Jeudi, à la commission Charbonneau, on n'était pas en mesure d'indiquer si d'autres compagnies ont aussi été placées à tort sur la liste. Les audiences reprennent lundi.

M. Gagné est propriétaire de l'hôtel Sheraton de Lévis, il a construit et exploite le centre des congrès de Lévis et possède d'intéressants terrains à la tête des ponts. Il lui importe de laver son nom pour continuer à réaliser des projets avec l'entreprise qu'il a bâtie. Il s'attend à ce que des concurrents utilisent l'évènement pour lui faire une mauvaise publicité.
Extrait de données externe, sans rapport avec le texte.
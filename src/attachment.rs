//! Where uploaded attachments are stored.
//!
//! Attachments get a generated name so that uploads never collide:
//! `{upload_dir}/{owner}/{yyyymmdd}/{random}.{ext}`, with `public` as owner for anonymous
//! uploads. Only whitelisted extensions are accepted.

use chrono::NaiveDate;
use tokio::io::AsyncRead;
use uploadkit_core::storage::{Error, ErrorKind, Result, Uploader, path};

const RANDOM_NAME_LEN: usize = 10;

/// The owner directory of attachments that belong to nobody in particular.
pub const PUBLIC_OWNER: &str = "public";

/// Decides which attachments are accepted and where they go.
#[derive(Debug, Clone, PartialEq, Eq)]
pub struct AttachmentPolicy {
    upload_dir: String,
    allowed: Vec<String>,
}

impl AttachmentPolicy {
    /// A policy storing below `upload_dir` that accepts `jpg`, `jpeg` and `png` images.
    pub fn new<D: Into<String>>(upload_dir: D) -> Self {
        AttachmentPolicy {
            upload_dir: upload_dir.into().trim_matches('/').to_string(),
            allowed: vec!["jpg".to_string(), "jpeg".to_string(), "png".to_string()],
        }
    }

    /// Replaces the accepted extensions. They are compared case-insensitively.
    pub fn allow<I, S>(mut self, extensions: I) -> Self
    where
        I: IntoIterator<Item = S>,
        S: AsRef<str>,
    {
        self.allowed = extensions.into_iter().map(|e| e.as_ref().trim_start_matches('.').to_lowercase()).collect();
        self
    }

    /// Whether a file named `file_name` is accepted.
    pub fn is_allowed(&self, file_name: &str) -> bool {
        let ext = path::extension(&path::forward_slashes(file_name));
        !ext.is_empty() && self.allowed.contains(&ext)
    }

    /// The path an attachment originally named `original` is stored under.
    pub fn storage_name(&self, original: &str, owner: Option<&str>, date: NaiveDate) -> Result<String> {
        if !self.is_allowed(original) {
            return Err(Error::new(ErrorKind::InvalidName, format!("only {} files are accepted", self.allowed.join(", "))).context("attach", original));
        }
        let ext = path::extension(&path::forward_slashes(original));
        let owner = owner.map(|o| o.trim_matches('/')).filter(|o| !o.is_empty()).unwrap_or(PUBLIC_OWNER);
        let random: String = uuid::Uuid::new_v4().simple().to_string().chars().take(RANDOM_NAME_LEN).collect();

        let mut name = String::new();
        if !self.upload_dir.is_empty() {
            name.push_str(&self.upload_dir);
            name.push('/');
        }
        name.push_str(&format!("{}/{}/{}.{}", owner, date.format("%Y%m%d"), random, ext));
        Ok(name)
    }

    /// Stores an attachment under a fresh name and returns the path it was stored at.
    pub async fn store<U, R>(&self, uploader: &U, original: &str, owner: Option<&str>, content: R) -> Result<String>
    where
        U: Uploader,
        R: AsyncRead + Send + Sync + Unpin + 'static,
    {
        let name = self.storage_name(original, owner, chrono::Local::now().date_naive())?;
        let stored = uploader.upload(&name, content).await?;
        tracing::info!(original, stored = %stored, "stored attachment");
        Ok(stored)
    }
}
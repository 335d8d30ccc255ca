//! The control connection seam.
//!
//! [`FtpUploader`](crate::FtpUploader) talks to the server through [`FtpSession`] and obtains
//! new sessions through a [`Connector`]. The production implementations wrap
//! [`async_ftp::FtpStream`].

use crate::options::FtpOptions;
use async_ftp::{FtpError, FtpStream, types::FileType};
use async_trait::async_trait;
use std::{fmt::Debug, time::Duration};
use tokio::io::AsyncRead;
use uploadkit_core::storage::{Error, ErrorKind, Result};

/// Content handed to [`FtpSession::store`].
pub type Content = Box<dyn AsyncRead + Send + Sync + Unpin>;

/// An authenticated FTP control connection. Paths are relative to the login directory and
/// the empty string stands for the login directory itself.
#[async_trait]
pub trait FtpSession: Send + 'static {
    /// Sends `NOOP`, used to check that the connection is still alive.
    async fn noop(&mut self) -> Result<()>;

    /// Logs out and closes the connection.
    async fn quit(&mut self) -> Result<()>;

    /// Returns the raw `LIST` lines for `dir`.
    async fn list(&mut self, dir: &str) -> Result<Vec<String>>;

    /// Creates a single directory.
    async fn mkdir(&mut self, dir: &str) -> Result<()>;

    /// Removes a single, empty, directory.
    async fn rmdir(&mut self, dir: &str) -> Result<()>;

    /// Deletes a file.
    async fn delete(&mut self, path: &str) -> Result<()>;

    /// Renames `from` to `to`.
    async fn rename(&mut self, from: &str, to: &str) -> Result<()>;

    /// Stores `content` at `path`, replacing what was there.
    async fn store(&mut self, path: &str, content: Content) -> Result<()>;

    /// Retrieves the complete content of `path`.
    async fn retrieve(&mut self, path: &str) -> Result<Vec<u8>>;
}

/// Dials and authenticates new sessions. Used for the initial connection and by the
/// keep-alive task to replace a dead one.
#[async_trait]
pub trait Connector: Send + Sync + Debug + 'static {
    /// The session type produced.
    type Session: FtpSession;

    /// Opens and logs in a new session.
    async fn connect(&self) -> Result<Self::Session>;
}

/// Connects to a real server with [`async_ftp`].
#[derive(Clone)]
pub struct AsyncFtpConnector {
    address: String,
    username: String,
    password: String,
    timeout: Duration,
}

impl Debug for AsyncFtpConnector {
    fn fmt(&self, f: &mut std::fmt::Formatter<'_>) -> std::fmt::Result {
        f.debug_struct("AsyncFtpConnector")
            .field("address", &self.address)
            .field("username", &self.username)
            .field("timeout", &self.timeout)
            .finish()
    }
}

impl From<&FtpOptions> for AsyncFtpConnector {
    fn from(options: &FtpOptions) -> Self {
        AsyncFtpConnector {
            address: options.address(),
            username: options.username.clone(),
            password: options.password.clone(),
            timeout: options.connect_timeout,
        }
    }
}

impl AsyncFtpConnector {
    async fn dial(&self) -> Result<FtpStream> {
        let mut stream = FtpStream::connect(self.address.as_str()).await.map_err(ftp_error)?;
        if let Err(e) = stream.login(&self.username, &self.password).await {
            let _ = stream.quit().await;
            return Err(Error::new(ErrorKind::Connectivity, e));
        }
        stream.transfer_type(FileType::Binary).await.map_err(ftp_error)?;
        Ok(stream)
    }
}

#[async_trait]
impl Connector for AsyncFtpConnector {
    type Session = FtpStream;

    #[tracing_attributes::instrument]
    async fn connect(&self) -> Result<FtpStream> {
        let stream = tokio::time::timeout(self.timeout, self.dial())
            .await
            .map_err(|_| Error::new(ErrorKind::Connectivity, format!("no connection within {:?}", self.timeout)))?
            .map_err(|e| e.context("connect", &self.address))?;
        tracing::debug!("ftp session established");
        Ok(stream)
    }
}

// Only the reply code is stable across servers, async_ftp puts it at the start of the
// response it quotes.
fn reply_code(message: &str) -> Option<u32> {
    let response = message.rsplit_once("response: ").map_or(message, |(_, r)| r);
    response.trim_start().get(..3)?.parse().ok()
}

/// Maps an [`FtpError`] onto the storage error kinds.
pub(crate) fn ftp_error(err: FtpError) -> Error {
    let kind = match &err {
        FtpError::ConnectionError(e) => match Error::from(std::io::Error::from(e.kind())).kind() {
            ErrorKind::LocalError => ErrorKind::Connectivity,
            kind => kind,
        },
        FtpError::InvalidResponse(message) => match reply_code(message) {
            Some(421) | Some(425) | Some(426) => ErrorKind::Connectivity,
            Some(530) | Some(532) => ErrorKind::PermissionDenied,
            Some(450) | Some(550) => ErrorKind::NotFound,
            Some(553) => ErrorKind::InvalidName,
            _ => ErrorKind::LocalError,
        },
        _ => ErrorKind::Connectivity,
    };
    Error::new(kind, err)
}

#[async_trait]
impl FtpSession for FtpStream {
    async fn noop(&mut self) -> Result<()> {
        FtpStream::noop(self).await.map_err(ftp_error)
    }

    async fn quit(&mut self) -> Result<()> {
        FtpStream::quit(self).await.map_err(ftp_error)
    }

    async fn list(&mut self, dir: &str) -> Result<Vec<String>> {
        let dir = if dir.is_empty() { None } else { Some(dir) };
        FtpStream::list(self, dir).await.map_err(ftp_error)
    }

    async fn mkdir(&mut self, dir: &str) -> Result<()> {
        FtpStream::mkdir(self, dir).await.map_err(ftp_error)
    }

    async fn rmdir(&mut self, dir: &str) -> Result<()> {
        FtpStream::rmdir(self, dir).await.map_err(ftp_error)
    }

    async fn delete(&mut self, path: &str) -> Result<()> {
        FtpStream::rm(self, path).await.map_err(ftp_error)
    }

    async fn rename(&mut self, from: &str, to: &str) -> Result<()> {
        FtpStream::rename(self, from, to).await.map_err(ftp_error)
    }

    async fn store(&mut self, path: &str, mut content: Content) -> Result<()> {
        FtpStream::put(self, path, &mut content).await.map_err(ftp_error)
    }

    async fn retrieve(&mut self, path: &str) -> Result<Vec<u8>> {
        FtpStream::simple_retr(self, path).await.map(|cursor| cursor.into_inner()).map_err(ftp_error)
    }
}
//! An uploadkit [`Uploader`] that keeps its files below a root directory on local disk.
//!
//! ```no_run
//! use uploadkit_core::storage::Uploader;
//! use uploadkit_sbe_fs::Filesystem;
//!
//! # async fn run() -> uploadkit_core::storage::Result<()> {
//! let fs = Filesystem::new("/srv/uploads")?;
//! fs.upload("2024/01/logo.png", &b"\x89PNG"[..]).await?;
//! for file in fs.list("2024/01").await? {
//!     println!("{} {}", file.full_path, file.size);
//! }
//! # Ok(())
//! # }
//! ```

mod cap_fs;
pub mod options;

use async_trait::async_trait;
use chrono::{DateTime, Utc};
use options::FsOptions;
use std::{
    fmt::Debug,
    io,
    path::{Path, PathBuf},
    sync::Arc,
};
use tokio::io::{AsyncRead, AsyncWriteExt};
use uploadkit_core::storage::{self, Error, ErrorKind, File, Result, Uploader, path};

/// The name this back-end is selected by.
pub const ENGINE_NAME: &str = "local";

/// The Filesystem struct is an implementation of the [`Uploader`] trait that keeps its files
/// inside a specific root directory on local disk.
#[derive(Debug)]
pub struct Filesystem {
    // The Arc is necessary so we can hand the directory to the blocking pool.
    root_fd: Arc<cap_std::fs::Dir>,
    root: PathBuf,
    url_prefix: Option<String>,
    site_url: String,
}

/// Maps the canonical root onto the directory handle itself.
fn local(path: &str) -> &Path {
    if path::is_root(path) { Path::new(".") } else { Path::new(path) }
}

fn io_error<'a>(operation: &'static str, path: &'a str) -> impl FnOnce(io::Error) -> Error + 'a {
    move |e| Error::from(e).context(operation, path)
}

fn to_file(path: String, meta: &cap_std::fs::Metadata) -> File {
    let mtime = meta
        .modified()
        .map(|t| storage::system_time(t.into_std()))
        .unwrap_or(DateTime::<Utc>::UNIX_EPOCH);
    let file = if meta.is_dir() {
        File::directory(path, mtime)
    } else {
        File::file(path, meta.len(), mtime)
    };
    match meta.created() {
        Ok(ctime) => file.with_ctime(storage::system_time(ctime.into_std())),
        Err(_) => file,
    }
}

impl Filesystem {
    /// Create a new Filesystem back-end, with the given root. No operations can take place
    /// outside of the root. For example, when the root is set to `/srv/uploads`, and a caller
    /// asks for `hello.txt`, it will get `/srv/uploads/hello.txt`. The root is created when
    /// it does not exist yet.
    pub fn new<P: Into<PathBuf>>(root: P) -> Result<Self> {
        Self::with_options(FsOptions::from(root.into()))
    }

    /// Create a new Filesystem back-end from its typed options.
    pub fn with_options(options: FsOptions) -> Result<Self> {
        std::fs::create_dir_all(&options.root).map_err(|e| Error::new(ErrorKind::Configuration, e).context("open root", &options.root.to_string_lossy()))?;
        let root = std::fs::canonicalize(&options.root).map_err(|e| Error::new(ErrorKind::Configuration, e).context("open root", &options.root.to_string_lossy()))?;
        let aa = cap_std::ambient_authority();
        let root_fd = Arc::new(
            cap_std::fs::Dir::open_ambient_dir(&root, aa).map_err(|e| Error::new(ErrorKind::Configuration, e).context("open root", &root.to_string_lossy()))?,
        );
        tracing::debug!(root = %root.display(), "opened local storage root");
        Ok(Filesystem {
            root_fd,
            root,
            url_prefix: options.url_prefix,
            site_url: options.site_url,
        })
    }

    async fn metadata(&self, operation: &'static str, path: &str) -> Result<cap_std::fs::Metadata> {
        cap_fs::metadata(self.root_fd.clone(), local(path)).await.map_err(io_error(operation, path))
    }
}

#[async_trait]
impl Uploader for Filesystem {
    fn engine_name(&self) -> &str {
        ENGINE_NAME
    }

    fn base_dir(&self) -> Option<&Path> {
        Some(self.root.as_path())
    }

    fn full_url(&self, path: &str) -> String {
        storage::full_url(self.url_prefix.as_deref(), &self.site_url, path)
    }

    #[tracing_attributes::instrument(skip(content))]
    async fn upload<R>(&self, path: &str, content: R) -> Result<String>
    where
        R: AsyncRead + Send + Sync + Unpin + 'static,
    {
        let path = path::canonicalize(path)?;
        if path::is_root(&path) {
            return Err(Error::from(ErrorKind::IsADirectory).context("upload", &path));
        }
        let parent = path::parent(&path);
        if !path::is_root(parent) {
            cap_fs::create_dir_all(self.root_fd.clone(), parent).await.map_err(io_error("upload", &path))?;
        }

        let mut oo = cap_std::fs::OpenOptions::new();
        oo.write(true).create(true).truncate(true);
        let file = cap_fs::open_with(self.root_fd.clone(), &path, oo).await.map_err(io_error("upload", &path))?;
        let file = tokio::fs::File::from_std(file.into_std());

        let mut reader = tokio::io::BufReader::with_capacity(4096, content);
        let mut writer = tokio::io::BufWriter::with_capacity(4096, file);
        let bytes_copied = tokio::io::copy(&mut reader, &mut writer).await.map_err(io_error("upload", &path))?;
        writer.flush().await.map_err(io_error("upload", &path))?;
        tracing::debug!(bytes = bytes_copied, "stored");
        Ok(path)
    }

    #[tracing_attributes::instrument]
    async fn list(&self, dir: &str) -> Result<Vec<File>> {
        let dir = path::canonicalize(dir)?;
        let entries = cap_fs::read_dir(self.root_fd.clone(), local(&dir)).await.map_err(io_error("list", &dir))?;

        let mut files = Vec::with_capacity(entries.len());
        for (name, meta) in entries {
            match meta {
                Ok(meta) => files.push(to_file(path::join(&dir, &name), &meta)),
                // Dangling links and entries removed while listing are skipped.
                Err(e) => tracing::warn!(entry = %name, error = %e, "skipping unreadable directory entry"),
            }
        }
        Ok(files)
    }

    #[tracing_attributes::instrument]
    async fn info(&self, path: &str) -> Result<File> {
        let path = path::canonicalize(path)?;
        let meta = self.metadata("info", &path).await?;
        Ok(to_file(path, &meta))
    }

    #[tracing_attributes::instrument]
    async fn remove(&self, path: &str) -> Result<()> {
        let path = path::canonicalize(path)?;
        let meta = self.metadata("remove", &path).await?;
        if meta.is_dir() {
            return Err(Error::from(ErrorKind::IsADirectory).context("remove", &path));
        }
        cap_fs::remove_file(self.root_fd.clone(), &path).await.map_err(io_error("remove", &path))
    }

    #[tracing_attributes::instrument]
    async fn mkdir(&self, path: &str) -> Result<()> {
        let path = path::canonicalize(path)?;
        if path::is_root(&path) {
            return Ok(());
        }
        cap_fs::create_dir_all(self.root_fd.clone(), &path).await.map_err(io_error("mkdir", &path))
    }

    #[tracing_attributes::instrument]
    async fn rmdir(&self, path: &str) -> Result<()> {
        let path = path::canonicalize(path)?;
        if path::is_root(&path) {
            return Err(Error::new(ErrorKind::PermissionDenied, "refusing to remove the storage root").context("rmdir", &path));
        }
        let meta = self.metadata("rmdir", &path).await?;
        if !meta.is_dir() {
            return Err(Error::new(ErrorKind::LocalError, "not a directory").context("rmdir", &path));
        }
        cap_fs::remove_dir_all(self.root_fd.clone(), &path).await.map_err(io_error("rmdir", &path))
    }

    #[tracing_attributes::instrument]
    async fn rename(&self, from: &str, to: &str) -> Result<()> {
        let from = path::canonicalize(from)?;
        let to = path::canonicalize(to)?;
        if path::is_root(&from) || path::is_root(&to) {
            return Err(Error::new(ErrorKind::InvalidName, "cannot rename the storage root").context("rename", &from));
        }
        self.metadata("rename", &from).await?;

        let parent = path::parent(&to);
        if !path::is_root(parent) {
            cap_fs::create_dir_all(self.root_fd.clone(), parent).await.map_err(io_error("rename", &to))?;
        }
        cap_fs::rename(self.root_fd.clone(), &from, &to).await.map_err(io_error("rename", &from))
    }

    #[tracing_attributes::instrument]
    async fn content(&self, path: &str) -> Result<Vec<u8>> {
        let path = path::canonicalize(path)?;
        let meta = self.metadata("content", &path).await?;
        if meta.is_dir() {
            return Err(Error::from(ErrorKind::IsADirectory).context("content", &path));
        }
        cap_fs::read(self.root_fd.clone(), &path).await.map_err(io_error("content", &path))
    }
}

#[cfg(test)]
mod tests;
«Ce qui m'achale, c'est que dans 50 ans, cette histoire-là va encore sortir quand on va taper LPG dans Google, déplore M. Gagné. Tu travailles toute une vie pour te faire une réputation...»

Silence radio du député Villeneuve

Lui aussi mouillé par la liste de la Gendarmerie royale du Canada pour une compagnie qu'il possédait, le député péquiste de Berthier, André Villeneuve, n'a pas rappelé Le Soleil jeudi pour discuter des derniers développements de son dossier.

Il a toujours nié avec véhémence avoir quelques liens que ce soit avec la mafia. Fin novembre, il déplorait que la commission n'ait pas eu en main toutes les informations avant de divulguer son nom.

Un véhicule de Plancher Mirage André Villeneuve aurait été vu dans un stationnement près du café Consenza entre 2002 et 2006. Le député a réclamé à maintes reprises que lui soit fournie la photo incriminante.